Son voisin (PCF) du Val-de-Marne, Christian Favier, mise sur le projet de port aux Ardoines à Vitry-sur-Seine prévu pour 2022. « C'est une opération d'intérêt national pour laquelle les projets vont s'échelonner sur une longue période, d'autant plus importante avec la Seine amont », poursuit-il. Ce dernier a également rencontré le futur patron d'Haropa, Stéphane Raison, pour accroître le transport fluvial régulier entre Rouen et Bonneuil-sur-Marne, qui possède un embranchement ferré, et donc renforcer l'intermodalité rail-voie d'eau.

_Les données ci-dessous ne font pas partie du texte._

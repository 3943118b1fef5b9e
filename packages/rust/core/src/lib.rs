//! Core domain logic for numsheet.
//!
//! This crate turns cached source data into a corpus of number pages and
//! verifies the result:
//! - [`facts`]: arithmetic facts for `0..=999`
//! - [`page`] and [`render`]: the page model and its Markdown form
//! - [`generator`]: the per-range generate pipeline (`generate`)
//! - [`linkcheck`]: navigation and link integrity of a written corpus

pub mod corpus;
pub mod facts;
pub mod generator;
pub mod linkcheck;
pub mod page;
pub mod render;

pub use corpus::{Corpus, WriteOutcome};
pub use generator::{
    GenerateReport, ProgressReporter, RangeReport, RunContext, SilentProgress, SourcePlan, generate,
};
pub use linkcheck::{LinkReport, LinkViolation, ViolationKind, check_corpus};
pub use page::{NavKind, NumberPage};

La métropole du Grand Paris, qui rassemble 131 communes de la première couronne parisienne, vient aussi de s'emparer du sujet. A l'occasion du comité des partenaires du pacte pour une logistique métropolitaine, l'intercommunalité a annoncé, le 9 février, la réalisation d'une étude de faisabilité d'un simulateur numérique d'itinéraire logistique par voie d'eau en lien avec Haropa et VNF. En Île-de-France, le fleuve reste effectivement sous-utilisé pour cet usage avec un pourcentage de l'ordre de... 6%.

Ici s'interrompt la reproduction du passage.